= Chion of Heraclea =

4th-century BC Greek philosopher

Chion (Χίων; fl. 4th century BC) was the son of Matris, a noble citizen of Heraclea, city on the coast of Bithynia in Asia Minor, and was a disciple of Plato. Together with Leon, Euxenon, and other young men from noble families, he helped assassinate Clearchus, the tyrant of Heraclea (353 BC). Most of the conspirators were killed by the tyrant's body guards, others were put to death later, after being tortured. Rule of the city passed to Clearchus' brother, Satyrus, who is generally considered to have been a worse tyrant than Clearchus.

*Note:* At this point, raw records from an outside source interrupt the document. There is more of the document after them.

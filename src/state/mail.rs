//! Mail Views
//!
//! Mailbox / reading / composing state machine and compose form rules.

use crate::models::{ComposeRequest, Email};

#[derive(Debug, Clone, Copy, PartialEq, Eq)]
pub enum Mailbox {
    Inbox,
    Sent,
    Archive,
}

impl Mailbox {
    pub const ALL: [Mailbox; 3] = [Mailbox::Inbox, Mailbox::Sent, Mailbox::Archive];

    /// Path segment used by `GET /emails/{mailbox}`
    pub fn as_str(&self) -> &'static str {
        match self {
            Mailbox::Inbox => "inbox",
            Mailbox::Sent => "sent",
            Mailbox::Archive => "archive",
        }
    }

    /// Heading shown above the listing
    pub fn title(&self) -> &'static str {
        match self {
            Mailbox::Inbox => "Inbox",
            Mailbox::Sent => "Sent",
            Mailbox::Archive => "Archive",
        }
    }

    /// Card title: recipients for sent mail, sender otherwise
    pub fn card_title(&self, email: &Email) -> String {
        match self {
            Mailbox::Sent => format!("TO: {}", email.recipients.join(", ")),
            _ => format!("FROM: {}", email.sender),
        }
    }
}

/// Which mail panel is shown
#[derive(Debug, Clone, Copy, PartialEq, Eq)]
pub enum MailView {
    Listing(Mailbox),
    Reading(u32),
    Composing,
}

impl Default for MailView {
    fn default() -> Self {
        MailView::Listing(Mailbox::Inbox)
    }
}

impl MailView {
    /// The emails panel hosts both the listing and the reader
    pub fn shows_emails_panel(&self) -> bool {
        !matches!(self, MailView::Composing)
    }

    pub fn shows_compose_panel(&self) -> bool {
        matches!(self, MailView::Composing)
    }
}

/// Summary card classes; unread mail carries the `unread` marker
pub fn email_card_class(email: &Email) -> &'static str {
    if email.read {
        "card email-card bg-secondary text-white"
    } else {
        "card email-card unread"
    }
}

#[derive(Debug, Clone, Default, PartialEq)]
pub struct ComposeForm {
    pub recipients: String,
    pub subject: String,
    pub body: String,
}

impl ComposeForm {
    /// Body of `POST /emails`. Fields are sent as typed; the server
    /// validates them.
    pub fn to_request(&self) -> ComposeRequest {
        ComposeRequest {
            recipients: self.recipients.clone(),
            subject: self.subject.clone(),
            body: self.body.clone(),
        }
    }
}

/// Compose form pre-filled as a reply to `email`
pub fn reply_to(email: &Email) -> ComposeForm {
    let subject = if email.subject.starts_with("Re:") {
        email.subject.clone()
    } else {
        format!("Re: {}", email.subject)
    };
    ComposeForm {
        recipients: email.sender.clone(),
        subject,
        body: format!("\n\nOn {}, {} wrote:\n{}", email.timestamp, email.sender, email.body),
    }
}

#[cfg(test)]
mod tests {
    use super::*;

    fn email(read: bool) -> Email {
        Email {
            id: 9,
            sender: "ana@example.com".into(),
            recipients: vec!["bo@example.com".into(), "cy@example.com".into()],
            subject: "Dinner".into(),
            timestamp: "Oct 17 2026, 6:00 PM".into(),
            body: "Pasta?\nOr soup.".into(),
            read,
            archived: false,
        }
    }

    #[test]
    fn test_card_title_depends_on_mailbox() {
        let email = email(false);
        assert_eq!(Mailbox::Sent.card_title(&email), "TO: bo@example.com, cy@example.com");
        assert_eq!(Mailbox::Inbox.card_title(&email), "FROM: ana@example.com");
        assert_eq!(Mailbox::Archive.card_title(&email), "FROM: ana@example.com");
    }

    #[test]
    fn test_unread_marker() {
        assert!(email_card_class(&email(false)).contains("unread"));
        assert!(!email_card_class(&email(true)).contains("unread"));
        assert!(email_card_class(&email(true)).contains("bg-secondary"));
    }

    #[test]
    fn test_reply_prefill() {
        let reply = reply_to(&email(true));
        assert_eq!(reply.recipients, "ana@example.com");
        assert_eq!(reply.subject, "Re: Dinner");
        assert_eq!(reply.body, "\n\nOn Oct 17 2026, 6:00 PM, ana@example.com wrote:\nPasta?\nOr soup.");
    }

    #[test]
    fn test_reply_does_not_stack_prefix() {
        let mut replied = email(true);
        replied.subject = "Re: Dinner".into();
        assert_eq!(reply_to(&replied).subject, "Re: Dinner");
    }

    #[test]
    fn test_compose_reset_is_empty() {
        let form = ComposeForm::default();
        assert_eq!((form.recipients.as_str(), form.subject.as_str(), form.body.as_str()), ("", "", ""));
        assert_eq!(form.to_request(), ComposeRequest::default());
    }

    #[test]
    fn test_exactly_one_panel_visible() {
        let views = [
            MailView::Listing(Mailbox::Inbox),
            MailView::Listing(Mailbox::Sent),
            MailView::Reading(3),
            MailView::Composing,
        ];
        for view in views {
            assert!(view.shows_emails_panel() ^ view.shows_compose_panel());
        }
        assert_eq!(MailView::default(), MailView::Listing(Mailbox::Inbox));
    }
}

Seventeen surviving letters are ascribed to Chion, but they are no doubt spurious and may have been written by one of the later Platonists whose intention was to write an epistolary novel based on Chion's life. It has been very difficult to date them, but they are generally presumed to have been written in the 1st or 2nd century of our era. Some scholars are more cautious and prefer the 4th century. They were first printed in Greek in the Aldine collection of Greek Letters (Venice, 1499), then in Greek and Latin, in the 1606 reprint of that collection. The first separate edition was by Johannes Caselius in 1583 at Rostock. There was also a Latin translation published in the same volume with a Latin version of the fourth book of Xenophon's Cyropaedia by the same editor and printer the following year. An expanded edition of the Greek text, based on a new recension of some manuscripts in the Medicean collection, with notes and indices, was published by J. T. Coberus (Leipzig & Dresden, 1765). Johann Conrad Orelli produced an edition in the same volume as his edition of Memnon (Leipzig, 1816), which historian Philip Smith still considered the best in 1867. It contains the Greek text, the Latin version of Caselius, the introduction by Andreas Gottlieb Hoffmann, the preface of Coberus, and the notes of Coberus, Hoffmann, and Orelli.

The letters were first translated into English by I. Düring (Gothenburg, 1951), and into French by Pierre-Louis Malosse (Salerno, 2004).